SEC can seek disgorgement of fraud profits without proving investors lost money
What it does
The Court held that the SEC does not need to show that investors suffered a pecuniary (money) loss in order to obtain a disgorgement award — a court order requiring a wrongdoer to give up profits made through illegal conduct. The ruling affirmed that under traditional principles of equity (the body of law focused on fairness and preventing unjust enrichment), the relevant question is whether the defendant wrongfully invaded the legally protected interests of investors, not whether those investors ended up with less money. This resolves a split among federal appeals courts, with the First and Ninth Circuits now confirmed correct and the Second Circuit's stricter rule rejected.
Who benefits
The SEC, which can now pursue disgorgement of fraud profits in a broader range of cases without having to document specific dollar losses to investors. Investors whose legally protected interests were violated by securities fraud, even when the fraud did not directly reduce their account balances.
Who is affected
People and entities charged with securities-law violations who profited from those violations — they can be ordered to give up those profits even if the government cannot show that any specific investor lost money as a direct result.
Practical impact
The SEC can now seek disgorgement in securities-fraud cases even when it cannot produce evidence that investors suffered direct financial losses — for example, in "pump and dump" schemes where some investors may have sold at a profit before prices collapsed. Defendants in SEC enforcement actions can no longer defeat a disgorgement claim simply by arguing that no investor can be shown to have lost money. The ruling leaves open separate questions about whether disgorgement funds must always be returned to investors and what happens when doing so is not feasible.
Majority — Gorsuch
Joined by: Roberts, Thomas, Sotomayor, Kagan, Kavanaugh, Barrett, Jackson, Alito
The majority held that traditional equity principles — the historical rules courts use when ordering wrongdoers to give up unjust profits — have never required proof that the victim suffered a financial loss. The Court reasoned that disgorgement is fundamentally different from damages: damages are measured by what the victim lost, while disgorgement is measured by what the wrongdoer gained, and the two are not the same thing.
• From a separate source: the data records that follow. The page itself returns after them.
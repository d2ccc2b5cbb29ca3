mod long_hold;
mod registry;
mod rsi_reversion;
mod sma_cross;

pub use long_hold::LongHoldStrategy;
pub use registry::{StrategyDescriptor, StrategyRegistry};
pub use rsi_reversion::RsiReversionStrategy;
pub use sma_cross::SmaCrossStrategy;

use crate::domain::market::{AssetBook, Bar};
use crate::domain::params::ParamMap;
use crate::domain::trading::{Ledger, Side};
use anyhow::Result;
use chrono::NaiveDate;
use rust_decimal::Decimal;
use serde_json::json;

/// How an entry signal sizes its position.
#[derive(Debug, Clone, Copy, PartialEq)]
pub enum Sizing {
    /// Spend this fraction of available cash at the execution price.
    CashFraction(Decimal),
    /// Fixed quantity of units.
    Quantity(Decimal),
}

/// An intent recorded by a strategy, executed by the kernel at the next
/// signal drain (the open of the bar being processed).
#[derive(Debug, Clone)]
pub enum Signal {
    Enter {
        side: Side,
        ticker: String,
        sizing: Sizing,
        comment: String,
    },
    Exit {
        position_id: u64,
        comment: String,
    },
    ExitAll {
        comment: String,
    },
}

/// Per-event view handed to strategy callbacks: the loaded assets, the
/// current date, the ledger, and the signal queue.
///
/// Signals queued during `on_close` execute at the *next* bar's open
/// (the default policy). Signals queued during `on_open` execute at the
/// *current* bar's open immediately after the callback returns; that is
/// the explicit opt-in for same-bar entries, and such signals must not
/// derive from data unknown at the open.
pub struct StrategyContext<'a> {
    pub assets: &'a AssetBook,
    pub date: NaiveDate,
    pub is_live: bool,
    pub ledger: &'a mut Ledger,
    signals: &'a mut Vec<Signal>,
}

impl<'a> StrategyContext<'a> {
    pub fn new(
        assets: &'a AssetBook,
        date: NaiveDate,
        is_live: bool,
        ledger: &'a mut Ledger,
        signals: &'a mut Vec<Signal>,
    ) -> Self {
        Self {
            assets,
            date,
            is_live,
            ledger,
            signals,
        }
    }

    /// The current date's bar for `ticker`, if it traded.
    pub fn bar(&self, ticker: &str) -> Option<&Bar> {
        self.assets.get(ticker).and_then(|a| a.bar_on(self.date))
    }

    /// Latest bar at-or-before the current date (stale on gap days).
    pub fn latest_bar(&self, ticker: &str) -> Option<&Bar> {
        self.assets
            .get(ticker)
            .and_then(|a| a.latest_on_or_before(self.date))
    }

    /// At most `n` bars strictly before the current date, oldest first.
    pub fn history(&self, ticker: &str, n: usize) -> &[Bar] {
        match self.assets.get(ticker) {
            Some(asset) => asset.prefix_before(asset.cursor_at(self.date), n),
            None => &[],
        }
    }

    pub fn enter(&mut self, side: Side, ticker: &str, sizing: Sizing, comment: &str) {
        self.signals.push(Signal::Enter {
            side,
            ticker: ticker.to_string(),
            sizing,
            comment: comment.to_string(),
        });
    }

    pub fn exit(&mut self, position_id: u64, comment: &str) {
        self.signals.push(Signal::Exit {
            position_id,
            comment: comment.to_string(),
        });
    }

    pub fn exit_all(&mut self, comment: &str) {
        self.signals.push(Signal::ExitAll {
            comment: comment.to_string(),
        });
    }
}

/// The strategy capability set.
///
/// A strategy must tolerate being constructed, fed a prefix of history,
/// then resumed mid-stream from `set_strategy_variables` without observable
/// difference from linear execution.
pub trait Strategy: Send + std::fmt::Debug {
    fn name(&self) -> &'static str;

    /// Minimum number of historical bars required before events fire.
    fn max_lookback(&self) -> usize;

    fn on_open(&mut self, ctx: &mut StrategyContext<'_>) -> Result<()>;

    fn on_close(&mut self, ctx: &mut StrategyContext<'_>) -> Result<()>;

    /// Final-bar cleanup. The kernel force-closes any still-open positions
    /// at the last close afterwards, so the default is a no-op.
    fn on_strategy_end(&mut self, _ctx: &mut StrategyContext<'_>) -> Result<()> {
        Ok(())
    }

    /// Current parameter values; the key set is fixed per strategy class.
    fn parameters(&self) -> ParamMap;

    /// Apply overrides; unknown keys and ill-typed values are errors.
    fn apply_parameters(&mut self, overrides: &ParamMap) -> Result<()>;

    /// Opaque state blob for monitor persistence.
    fn strategy_variables(&self) -> serde_json::Value {
        json!({})
    }

    fn set_strategy_variables(&mut self, _vars: &serde_json::Value) {}
}

/// Reject overrides whose key is not declared by the strategy.
pub(crate) fn check_known_keys(overrides: &ParamMap, known: &[&str]) -> Result<()> {
    for key in overrides.keys() {
        if !known.contains(&key.as_str()) {
            anyhow::bail!("unknown parameter '{key}' (expected one of: {})", known.join(", "));
        }
    }
    Ok(())
}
The majority pointed to a long line of historical cases — involving trespassing coal companies, misused farm leases, and unauthorized cave tours — where courts ordered defendants to hand over profits even though the plaintiffs admitted suffering no financial harm, because the defendants had wrongfully used something that belonged to the plaintiff. The Court rejected the argument that the prior ruling in Liu v. SEC required proof of pecuniary loss, explaining that Liu's requirement that disgorgement be "awarded for victims" was drawn from equity principles that define "victim" as someone whose legally protected interests were invaded — not someone who necessarily lost money. The majority also acknowledged concerns that the SEC might use disgorgement as a penalty rather than a remedy for victims, but said that worry does not justify adding a pecuniary-loss requirement that has no basis in equity law or in Liu.
Constitutional question
Must the Securities and Exchange Commission prove that investors suffered a measurable financial loss before a court can order a securities-law violator to give up the profits from that violation?
Precedent changed
Extends Liu v. SEC, 591 U.S. 71 (2020), clarifying that Liu's "awarded for victims" requirement does not mean victims must show pecuniary loss; also resolves the circuit split created by SEC v. Govil, 86 F.4th 89 (2d Cir. 2023), effectively rejecting that court's stricter rule.